West received an entire tube of Tolt. on day one, four, seven, ten, seventeen, twenty four, thirty one, and thirty eight. Within a week we noticed incredible improvement. His coat started to come back, and he was putting weight back on. He completed treatment, and myself, my vet, and my barn owner felt that it was enough. We stopped treating, and if West relapsed, we would go ahead with the Marquis.
So far – so good! West bounced back quickly and stronger than before. Along with medication, I started West on HG Super Weight Gain and Vitamin E, which is recommended for horses with EPM. The combination of the three completely transformed him back into the handsome, flashy horse that he is.
After treatment was over, West was cleared to begin light workouts – lunging and tack walks. After several weeks of that, he was able to go back to normal work under saddle, with heavy focus on building up his topline.
As a result of the disease, West did have to be retired from jumping. Well, he didn’t necessarily “have” to be retired, but both me and my vets thought it would be best. Often times, horses with EPM show lasting symptoms even after treatment. West is still tripping – not like he was when he was sick, but he might trip once or twice per week now. I don’t want that trip to be coming down from a 3’6 oxer. It just isn’t worth it, for either of us.

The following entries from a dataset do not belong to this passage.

//! The session manager's own instruction set.

use crate::types::GetSessionsConstraint;
use vigil_core::{InstructionSetKind, Seconds, SessionId, SessionRecord};
use vigil_instructions::InstructionFamily;

/// Discriminants of [`SessionInstruction`].
#[derive(Debug, Clone, Copy, PartialEq, Eq, Hash)]
pub enum SessionInstructionKind {
    /// [`SessionInstruction::GetSession`].
    GetSession,
    /// [`SessionInstruction::GetSessionsByConstraint`].
    GetSessionsByConstraint,
    /// [`SessionInstruction::ForceSessionExpiration`].
    ForceSessionExpiration,
    /// [`SessionInstruction::ForceSessionReauthentication`].
    ForceSessionReauthentication,
    /// [`SessionInstruction::ForceExpirationProcess`].
    ForceExpirationProcess,
    /// [`SessionInstruction::DebugGetState`].
    DebugGetState,
}

/// Administrative instructions served by the session manager.
#[derive(Debug)]
pub enum SessionInstruction {
    /// Fetch a snapshot of one session.
    GetSession {
        /// Session to fetch.
        session: SessionId,
    },
    /// Fetch snapshots of every session matching a constraint.
    GetSessionsByConstraint {
        /// Which sessions to include.
        constraint: GetSessionsConstraint,
    },
    /// Mark a session for termination and fire the expiration event.
    ForceSessionExpiration {
        /// Session to expire.
        session: SessionId,
    },
    /// Mark a session for re-authentication and fire the event.
    ForceSessionReauthentication {
        /// Session to flag.
        session: SessionId,
    },
    /// Schedule an extra expiration sweep.
    ForceExpirationProcess {
        /// Delay before the sweep, in seconds.
        delay: Seconds,
    },
    /// Dump the manager's state for diagnostics.
    DebugGetState,
}

/// Results of [`SessionInstruction`] variants.
#[derive(Debug)]
pub enum SessionInstructionOutput {
    /// A single session snapshot, if the session exists.
    Session(Option<SessionRecord>),
    /// Matching session snapshots.
    Sessions(Vec<SessionRecord>),
    /// Whether the operation took effect.
    Done(bool),
    /// Diagnostic state dump.
    State(serde_json::Value),
}

impl InstructionFamily for SessionInstruction {
    type Kind = SessionInstructionKind;
    type Output = SessionInstructionOutput;
    const SET: InstructionSetKind = InstructionSetKind::SessionManager;

    fn kind(&self) -> SessionInstructionKind {
        match self {
            Self::GetSession { .. } => SessionInstructionKind::GetSession,
            Self::GetSessionsByConstraint { .. } => {
                SessionInstructionKind::GetSessionsByConstraint
            }
            Self::ForceSessionExpiration { .. } => SessionInstructionKind::ForceSessionExpiration,
            Self::ForceSessionReauthentication { .. } => {
                SessionInstructionKind::ForceSessionReauthentication
            }
            Self::ForceExpirationProcess { .. } => SessionInstructionKind::ForceExpirationProcess,
            Self::DebugGetState => SessionInstructionKind::DebugGetState,
        }
    }
}
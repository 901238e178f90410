//! Progressive failed-authentication delays.

use chrono::{DateTime, Utc};
use serde::{Deserialize, Serialize};
use vigil_core::Seconds;

/// How the delay grows with repeated failures.
#[derive(Debug, Clone, Copy, PartialEq, Eq, Serialize, Deserialize)]
pub enum DelayEscalation {
    /// Always the base delay.
    Constant,
    /// `base^N`.
    Linear,
    /// `base^(N²)`.
    Quadratic,
}

/// Failed-authentication delay policy, configured separately for users
/// and devices.
#[derive(Debug, Clone, Copy, PartialEq, Eq, Serialize, Deserialize)]
pub struct FailedAuthDelay {
    /// Base delay time, in seconds.
    pub base: Seconds,
    /// Delay growth curve.
    pub escalation: DelayEscalation,
    /// Failed attempts before the account is locked outright; zero means
    /// unlimited attempts.
    pub max_attempts: u32,
    /// Leading failures that incur no delay.
    pub ignored_attempts: u32,
}

impl FailedAuthDelay {
    /// Delay after `failed_attempts` consecutive failures, in seconds.
    ///
    /// Attempts within the ignored prefix incur no delay; past it the
    /// exponent counts attempts beyond the prefix, so the first delayed
    /// attempt gets `base^1` under linear escalation. Overflow saturates
    /// at the maximum representable delay.
    pub fn delay_for(&self, failed_attempts: u32) -> Seconds {
        if failed_attempts <= self.ignored_attempts {
            return 0;
        }
        let exponent = failed_attempts - self.ignored_attempts;

        match self.escalation {
            DelayEscalation::Constant => self.base,
            DelayEscalation::Linear => self.base.checked_pow(exponent).unwrap_or_else(|| {
                tracing::error!(
                    base = self.base,
                    exponent,
                    "delay calculation overflowed; clamping to the maximum"
                );
                Seconds::MAX
            }),
            DelayEscalation::Quadratic => {
                let squared = exponent.checked_mul(exponent).unwrap_or(u32::MAX);
                self.base.checked_pow(squared).unwrap_or_else(|| {
                    tracing::error!(
                        base = self.base,
                        exponent = squared,
                        "delay calculation overflowed; clamping to the maximum"
                    );
                    Seconds::MAX
                })
            }
        }
    }

    /// Whether `failed_attempts` failures trip the permanent lock.
    pub fn locks_after(&self, failed_attempts: u32) -> bool {
        self.max_attempts != 0 && failed_attempts >= self.max_attempts
    }
}

/// Remaining wait before the next attempt is allowed, in seconds.
///
/// Informational only; the allow/deny decision compares timestamps
/// directly.
pub(crate) fn delay_remaining(
    last_failed_at: DateTime<Utc>,
    full_delay: Seconds,
    now: DateTime<Utc>,
) -> Seconds {
    let elapsed = (now - last_failed_at).num_seconds();
    if elapsed < 0 {
        tracing::warn!("last failed attempt is in the future; reporting the full delay");
        return full_delay;
    }
    full_delay.saturating_sub(elapsed as Seconds)
}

I felt that even before his diagnosis, West was trying to tell us that he was finished. A horse only has so many jumps in them.
Looking back, all of the little symptoms make complete sense. His coat was disgusting because he was sick and unhealthy. His topline diminished because the disease was targeting his spinal column. He was losing weight because he was sick and had a compromised immune system. His feet were falling apart because his body was weak. He was a nightmare for the farrier because he was miserable. He performed poorly under saddle because he was in pain. He showed bizarre sweat marks because that is a little known symptom of the disease.
West still plays over small jumps at home, but as far as his jumping career, that is over. He is now a full time dressage king – and loving it. It has been almost eight months since he was diagnosed and treated, and he is doing fabulous.
I’m so so thankful that we caught his symptoms early. I fear what could have been had we not. His treatment went smoothly, and he has remained healthy since. EPM is such a hard thing as a horse owner, but thanks to developing medicine and technology – it is no longer the end of the world!